Real-Time Sign Language Translation using the KNN Algorithm
Keywords:
American Sign Language (ASL), Effective communication, Graphical User Interface (GUI), Implementation, Key-pointAbstract
Addressing the imperative of bridging communication barriers between the deaf and non-verbal communities this project centres on advancing automated American Sign Language (ASL) recognition through key-point detection-based methodologies. A comprehensive analysis of the model‘s efficacy is conducted, employing rigorous testing methodologies and metrics like F1 score, precision, and recall to ascertain optimal performance. By delving into the nuances of ASL recognition, the project seeks to enhance the accuracy and reliability of machine learning models in deciphering sign language gestures.
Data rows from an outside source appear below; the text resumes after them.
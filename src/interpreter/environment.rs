//! Scope frames for the interpreter.
//!
//! Frames live in one arena and refer to their parent by index. A value
//! that must keep a frame alive past its block (a function, a class or an
//! instance) holds an `EnvGuard` for it. Guards are reference counted and
//! chain to the guard of the parent frame, so holding one keeps the whole
//! ancestry in place.
//!
//! A released frame whose guard is still held is retained. Retained frames
//! are swept in batches: a frame survives if something other than retained
//! frames refers to it, or if a surviving frame does. Closures stored in
//! the frame they close over form cycles that plain counting never frees;
//! the sweep does.

use rustc_hash::{FxHashMap, FxHashSet};

use std::rc::{Rc, Weak};

use crate::interpreter::Value;

/// Retained frames allowed before the first sweep.
const SWEEP_THRESHOLD: usize = 64;

/// Stable handle to a frame in `Environments`.
#[derive(Debug, Clone, Copy, PartialEq, Eq, Hash)]
pub struct EnvId(usize);

/// Shared hold on a frame and, through `parent`, on its ancestors.
#[derive(Debug)]
pub struct EnvGuard {
    id: EnvId,
    /// Held only to keep the parent frame pinned.
    _parent: Option<Rc<EnvGuard>>,
}

impl EnvGuard {
    pub fn id(&self) -> EnvId {
        self.id
    }
}

#[derive(Debug, Default)]
struct Frame {
    bindings: FxHashMap<String, Value>,
    parent: Option<EnvId>,
    /// Target of `return` for everything evaluated beneath it.
    function_boundary: bool,
    return_value: Option<Value>,
    pin: Weak<EnvGuard>,
    /// The block or call that pushed this frame has finished with it.
    released: bool,
}

impl Frame {
    fn pinned(&self) -> bool {
        self.pin.strong_count() > 0
    }

    fn values(&self) -> impl Iterator<Item = &Value> {
        self.bindings.values().chain(self.return_value.iter())
    }
}

#[derive(Debug)]
pub struct Environments {
    frames: Vec<Frame>,
    free: Vec<usize>,
    /// Released frames still held by a guard.
    retained: usize,
    sweep_at: usize,
}

impl Default for Environments {
    fn default() -> Self {
        Self::new()
    }
}

impl Environments {
    /// Creates the arena with the global frame, which has no parent.
    pub fn new() -> Self {
        Environments {
            frames: vec![Frame::default()],
            free: vec![],
            retained: 0,
            sweep_at: SWEEP_THRESHOLD,
        }
    }

    pub fn global(&self) -> EnvId {
        EnvId(0)
    }

    pub fn push(&mut self, parent: EnvId, function_boundary: bool) -> EnvId {
        let frame = Frame {
            parent: Some(parent),
            function_boundary,
            ..Default::default()
        };
        let id = match self.free.pop() {
            Some(index) => {
                self.frames[index] = frame;
                index
            }
            None => {
                self.frames.push(frame);
                self.frames.len() - 1
            }
        };
        tracing::trace!(frame = id, parent = parent.0, function_boundary, "push frame");
        EnvId(id)
    }

    /// Called when the block or call that pushed `id` is done with it. The
    /// slot is recycled at once unless a guard still holds it.
    pub fn release(&mut self, id: EnvId) {
        if id == self.global() {
            return;
        }
        let frame = &mut self.frames[id.0];
        if !frame.pinned() {
            self.free_frames(&[id.0]);
            return;
        }
        frame.released = true;
        self.retained += 1;
        if self.retained >= self.sweep_at {
            self.sweep();
        }
    }

    /// A guard on `id`, shared with any guard already handed out for it.
    pub fn capture(&mut self, id: EnvId) -> Rc<EnvGuard> {
        if let Some(guard) = self.frames[id.0].pin.upgrade() {
            return guard;
        }
        let parent = self.frames[id.0].parent;
        let parent = parent.map(|parent| self.capture(parent));
        let guard = Rc::new(EnvGuard {
            id,
            _parent: parent,
        });
        self.frames[id.0].pin = Rc::downgrade(&guard);
        guard
    }

    /// Frees every retained frame that only other retained frames refer to.
    pub fn sweep(&mut self) {
        let retained: Vec<usize> = (0..self.frames.len())
            .filter(|&index| self.frames[index].released)
            .collect();

        // References to each retained frame's guard that come from inside
        // the retained set: stored values and child guards.
        let mut internal: FxHashMap<usize, usize> = FxHashMap::default();
        for &index in &retained {
            let frame = &self.frames[index];
            for value in frame.values() {
                if let Some(guard) = value.guard() {
                    *internal.entry(guard.id.0).or_default() += 1;
                }
            }
            if let Some(parent) = frame.parent.filter(|_| frame.pinned()) {
                *internal.entry(parent.0).or_default() += 1;
            }
        }

        let mut live = FxHashSet::default();
        let mut work: Vec<usize> = retained
            .iter()
            .copied()
            .filter(|&index| {
                let held = self.frames[index].pin.strong_count();
                held > internal.get(&index).copied().unwrap_or(0)
            })
            .collect();
        // parents of frames still in use stay too
        work.extend(
            self.frames
                .iter()
                .filter(|frame| !frame.released)
                .filter_map(|frame| frame.parent.map(|parent| parent.0)),
        );
        while let Some(index) = work.pop() {
            let frame = &self.frames[index];
            if !frame.released || !live.insert(index) {
                continue;
            }
            work.extend(frame.values().filter_map(|v| v.guard().map(|g| g.id.0)));
            work.extend(frame.parent.map(|parent| parent.0));
        }

        let garbage: Vec<usize> = retained
            .into_iter()
            .filter(|index| !live.contains(index))
            .collect();
        tracing::debug!(
            retained = self.retained,
            freed = garbage.len(),
            "sweep frames"
        );
        self.free_frames(&garbage);
        self.sweep_at = SWEEP_THRESHOLD.max(self.retained * 2);
    }

    /// Empties the slots before dropping their contents, so nothing dropped
    /// can observe a half-freed frame.
    fn free_frames(&mut self, indices: &[usize]) {
        let mut dropped = Vec::with_capacity(indices.len());
        for &index in indices {
            tracing::trace!(frame = index, "free frame");
            let frame = std::mem::take(&mut self.frames[index]);
            if frame.released {
                self.retained -= 1;
            }
            self.free.push(index);
            dropped.push(frame);
        }
        drop(dropped);
    }

    /// Inserts or overwrites a binding in `id` itself.
    pub fn define(&mut self, id: EnvId, name: impl Into<String>, value: Value) {
        self.frames[id.0].bindings.insert(name.into(), value);
    }

    /// Searches `id`, then its ancestors.
    pub fn get(&self, id: EnvId, name: &str) -> Option<&Value> {
        let mut next = Some(id);
        while let Some(current) = next {
            let frame = &self.frames[current.0];
            if let Some(value) = frame.bindings.get(name) {
                return Some(value);
            }
            next = frame.parent;
        }
        None
    }

    pub fn get_local(&self, id: EnvId, name: &str) -> Option<&Value> {
        self.frames[id.0].bindings.get(name)
    }

    /// Overwrites the nearest binding of `name`. Returns false if no frame
    /// in the chain binds it.
    pub fn assign(&mut self, id: EnvId, name: &str, value: Value) -> bool {
        let mut next = Some(id);
        while let Some(current) = next {
            let frame = &mut self.frames[current.0];
            if let Some(slot) = frame.bindings.get_mut(name) {
                *slot = value;
                return true;
            }
            next = frame.parent;
        }
        false
    }

    /// The nearest function boundary at or above `id`, or the root of the
    /// chain when there is none.
    fn boundary(&self, id: EnvId) -> EnvId {
        let mut current = id;
        loop {
            let frame = &self.frames[current.0];
            match frame.parent {
                _ if frame.function_boundary => return current,
                Some(parent) => current = parent,
                None => return current,
            }
        }
    }

    pub fn set_return(&mut self, id: EnvId, value: Value) {
        let boundary = self.boundary(id);
        self.frames[boundary.0].return_value = Some(value);
    }

    pub fn return_pending(&self, id: EnvId) -> bool {
        self.frames[self.boundary(id).0].return_value.is_some()
    }

    /// Clears and yields the value stored on `id` itself.
    pub fn take_return(&mut self, id: EnvId) -> Option<Value> {
        self.frames[id.0].return_value.take()
    }

    /// Number of frames currently in use.
    pub fn live_frames(&self) -> usize {
        self.frames.len() - self.free.len()
    }
}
Additionally, the implementation of a user-friendly graphical user interface (GUI) facilitates seamless interaction, empowering users to effortlessly engage with the system and generate predictions utilizing the most proficient machine learning algorithms. Through this endeavour, the aim is not only to enhance accessibility for the deaf and non-verbal communities but also to foster inclusivity by providing a platform for effective communication between individuals utilizing ASL and those who rely on verbal communication. This interdisciplinary approach merges technological innovation with social responsibility, paving the way for a more inclusive and connected society.